Sales is changing… Actually, it has changed and as the last bastion of resistance, true to form, capital markets firms are going through the motions and resisting the inevitable. Despite the resistance, however, change could actually make institutional sales become more sophisticated and impactful.

So far, most commentators have focused on MiFID II, research pricing and its evolution into what is now a procurement process. Sales, it has been assumed, will either become more valuable (if it is a specialist) or redundant (if it is generalist).

If, as Quinlan & Associates suggests, research wallets are to go down 30% by 2020, with headcount in research following suit, surely the poor souls that “sell” the stuff are in for a rough ride?

But change brings opportunity: very few have taken a look at what a sales role in the future might look like and how it can drive growth…

 What was institutional sales?
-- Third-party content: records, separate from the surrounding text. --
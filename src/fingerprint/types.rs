//! Fingerprint type definitions.
//!
//! Every map is a `BTreeMap` so iteration order matches the key-sorted form
//! that [`crate::hash`] digests.

use serde::{Deserialize, Serialize};
use std::collections::{BTreeMap, HashSet};
use std::fmt;
use std::str::FromStr;

/// One assembled observation of the environment.
#[derive(Debug, Clone, PartialEq, Serialize, Deserialize, Default)]
#[serde(rename_all = "camelCase")]
pub struct Fingerprint {
  pub hardware: HardwareFingerprint,
  pub software: SoftwareFingerprint,
  /// Verbatim object returned by the configured network-info endpoint.
  #[serde(default, skip_serializing_if = "Option::is_none")]
  pub network: Option<serde_json::Value>,
  /// Present only when the caller asked for the endpoint's `ip` field.
  #[serde(default, skip_serializing_if = "Option::is_none")]
  pub ip: Option<String>,
}

#[derive(Debug, Clone, PartialEq, Serialize, Deserialize, Default)]
#[serde(rename_all = "camelCase")]
pub struct HardwareFingerprint {
  pub video_card: VideoCard,
  /// Approximate memory in GiB, `0` when unknown.
  pub device_memory: f64,
  pub hardware_concurrency: u32,
  pub oscpu: String,
  pub media_devices: Vec<MediaDevice>,
  pub screen: ScreenFingerprint,
  pub max_touch_points: u32,
}

/// GPU strings. The unmasked pair comes from the debug-renderer extension
/// and stays empty where that extension is unavailable or skipped.
#[derive(Debug, Clone, PartialEq, Eq, Serialize, Deserialize, Default)]
#[serde(rename_all = "camelCase")]
pub struct VideoCard {
  pub vendor: String,
  pub renderer: String,
  pub unmasked_vendor: String,
  pub unmasked_renderer: String,
}

#[derive(Debug, Clone, PartialEq, Eq, Serialize, Deserialize, Default)]
#[serde(rename_all = "camelCase")]
pub struct MediaDevice {
  pub kind: String,
  pub label: String,
  pub device_id: String,
}

impl MediaDevice {
  pub fn new(
    kind: impl Into<String>,
    label: impl Into<String>,
    device_id: impl Into<String>,
  ) -> Self {
    Self {
      kind: kind.into(),
      label: label.into(),
      device_id: device_id.into(),
    }
  }
}

#[derive(Debug, Clone, Copy, PartialEq, Eq, Serialize, Deserialize, Default)]
#[serde(rename_all = "camelCase")]
pub struct ScreenFingerprint {
  pub width: u32,
  pub height: u32,
  pub color_depth: u32,
  pub pixel_depth: u32,
}

#[derive(Debug, Clone, PartialEq, Serialize, Deserialize, Default)]
#[serde(rename_all = "camelCase")]
pub struct SoftwareFingerprint {
  pub cookie_enabled: bool,
  pub language: String,
  pub languages: Vec<String>,
  pub video_codecs: BTreeMap<String, bool>,
  pub audio_codecs: BTreeMap<String, bool>,
  pub pdf_viewer_enabled: bool,
  pub user_agent: String,
  pub webdriver: bool,
  pub build_id: String,
  pub time_zone: String,
  pub fonts: Vec<String>,
  pub product: String,
  pub app_version: String,
  pub platform: String,
  pub plugins: Vec<String>,
}

/// Probe groups that can be left out of an assembly.
#[derive(Debug, Clone, Copy, PartialEq, Eq, Hash, PartialOrd, Ord, Serialize, Deserialize)]
#[serde(rename_all = "kebab-case")]
pub enum ProbeGroup {
  Webgl,
  /// Extended GPU parameters (unmasked vendor/renderer).
  WebglUnmasked,
  MediaDevices,
  VideoCodecs,
  AudioCodecs,
  Fonts,
  Plugins,
}

impl ProbeGroup {
  pub const ALL: [ProbeGroup; 7] = [
    ProbeGroup::Webgl,
    ProbeGroup::WebglUnmasked,
    ProbeGroup::MediaDevices,
    ProbeGroup::VideoCodecs,
    ProbeGroup::AudioCodecs,
    ProbeGroup::Fonts,
    ProbeGroup::Plugins,
  ];

  pub fn as_str(&self) -> &'static str {
    match self {
      ProbeGroup::Webgl => "webgl",
      ProbeGroup::WebglUnmasked => "webgl-unmasked",
      ProbeGroup::MediaDevices => "media-devices",
      ProbeGroup::VideoCodecs => "video-codecs",
      ProbeGroup::AudioCodecs => "audio-codecs",
      ProbeGroup::Fonts => "fonts",
      ProbeGroup::Plugins => "plugins",
    }
  }
}

impl fmt::Display for ProbeGroup {
  fn fmt(&self, f: &mut fmt::Formatter<'_>) -> fmt::Result {
    f.write_str(self.as_str())
  }
}

#[derive(Debug, Clone, PartialEq, Eq, thiserror::Error)]
#[error("Unknown probe group: {0}")]
pub struct UnknownProbeGroup(pub String);

impl FromStr for ProbeGroup {
  type Err = UnknownProbeGroup;

  fn from_str(s: &str) -> Result<Self, Self::Err> {
    let wanted = s.trim().to_ascii_lowercase();
    ProbeGroup::ALL
      .into_iter()
      .find(|group| group.as_str() == wanted)
      .ok_or_else(|| UnknownProbeGroup(s.to_string()))
  }
}

/// Options recognised by the assembler.
#[derive(Debug, Clone, Default)]
pub struct FingerprintOptions {
  /// Probe groups to omit entirely.
  pub skip: HashSet<ProbeGroup>,
  /// Endpoint whose JSON response is merged into the `network` facet.
  pub network_url: Option<String>,
  /// Keep the endpoint's `ip` field as the top-level `ip` instead of dropping it.
  pub include_ip: bool,
}

impl FingerprintOptions {
  pub fn new() -> Self {
    Self::default()
  }

  pub fn skip(mut self, group: ProbeGroup) -> Self {
    self.skip.insert(group);
    self
  }

  pub fn with_network_url(mut self, url: impl Into<String>) -> Self {
    self.network_url = Some(url.into());
    self
  }

  pub fn with_include_ip(mut self, include_ip: bool) -> Self {
    self.include_ip = include_ip;
    self
  }

  pub fn skips(&self, group: ProbeGroup) -> bool {
    self.skip.contains(&group)
  }
}
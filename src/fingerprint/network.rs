//! Network-info merge.
//!
//! Unlike local probes this step is opt-in, so every failure is fatal for
//! the assembly: transport errors, non-success status, a body that is not
//! JSON, or JSON that is not an object.

use serde_json::{Map, Value};
use url::Url;

use crate::error::{FingerprintError, Result};

/// Network facet plus the `ip` split out of it.
#[derive(Debug, Clone, PartialEq)]
pub struct NetworkInfo {
  pub network: Value,
  pub ip: Option<String>,
}

/// Fetch `url` and return its JSON object, with `ip` moved out of it.
///
/// No timeout is applied; a hung endpoint hangs the caller.
pub async fn fetch_network_info(client: &reqwest::Client, url: &str) -> Result<NetworkInfo> {
  let parsed = Url::parse(url)?;
  log::debug!("fetching network info from {parsed}");

  let response = client
    .get(parsed)
    .send()
    .await
    .map_err(|source| FingerprintError::NetworkRequest {
      url: url.to_string(),
      source,
    })?;

  let status = response.status();
  if !status.is_success() {
    return Err(FingerprintError::NetworkStatus {
      url: url.to_string(),
      status: status.as_u16(),
    });
  }

  let body = response
    .bytes()
    .await
    .map_err(|source| FingerprintError::NetworkRequest {
      url: url.to_string(),
      source,
    })?;

  let value: Value =
    serde_json::from_slice(&body).map_err(|source| FingerprintError::NetworkBody {
      url: url.to_string(),
      source,
    })?;

  match value {
    Value::Object(object) => Ok(split_ip(object)),
    _ => Err(FingerprintError::NetworkShape {
      url: url.to_string(),
    }),
  }
}

fn split_ip(mut object: Map<String, Value>) -> NetworkInfo {
  let ip = match object.remove("ip") {
    Some(Value::String(ip)) => Some(ip),
    Some(Value::Null) | None => None,
    Some(other) => Some(other.to_string()),
  };
  NetworkInfo {
    network: Value::Object(object),
    ip,
  }
}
Best mates, bums-on-seats and a bit of data…

The evolution of sales started where all sales starts – a person with enough personality to build relationships. The pinnacle of this was the ability to be ‘best mates’ with clients and ‘godfather to their children.’

Post the financial crisis, however, the crush on entertainment spend and then the review of every interaction meant that sales had to add some value. That could be to draw attention (and summarize) a piece of research, provide a trading idea or, simply provide access to an analyst, corporate or company event.

These interactions would presumably lead to commission payments or, because sales people do not like to ask for real money, a ‘vote’.  A ‘vote’ would mean money, or, if not, at least accreditation in an Extel or II survey box.

A bank’s growth strategy often relied on sales heads so the solution became hiring more salespeople, ‘bums-on-seats’. Too often growth was a process of quantifying a market position, an upside opportunity, followed by a round of significant hiring in order to achieve that target.

Needless to say, success was rare. Everyone targeted being number 5 and few ever considered the role that the franchise played in achieving said position. Even your ‘best mate’ could only justify paying a small ticket versus the $5m they used to pay you at Morgan Stanley.

However, sales strategy and, in turn, client strategy did improve. Some banks were better at it than others, but as the bums-on-seats grew, data became important, first to manage sales staff and then to target opportunity.

Firms such as UBS, CLSA and Morgan Stanley became experts in client strategy, tracking engagement and sales benefited from that process.  However, while data became part of the process, it was never truly leveraged. We have worked with a number of sell-side data providers (McLagan, Extel / II, Coalition etc), the combination of all them (if you could afford it) plus the wealth of internally generated data, is truly compelling.

No firm ever really achieved the zeitgeist of data intelligence or was able to translate it into action. In hindsight, this was a missed opportunity when you consider understanding value and engagement is central to what the regulator is trying to drive

Sales outside of the capital markets bubble – digital, mind share and cookies…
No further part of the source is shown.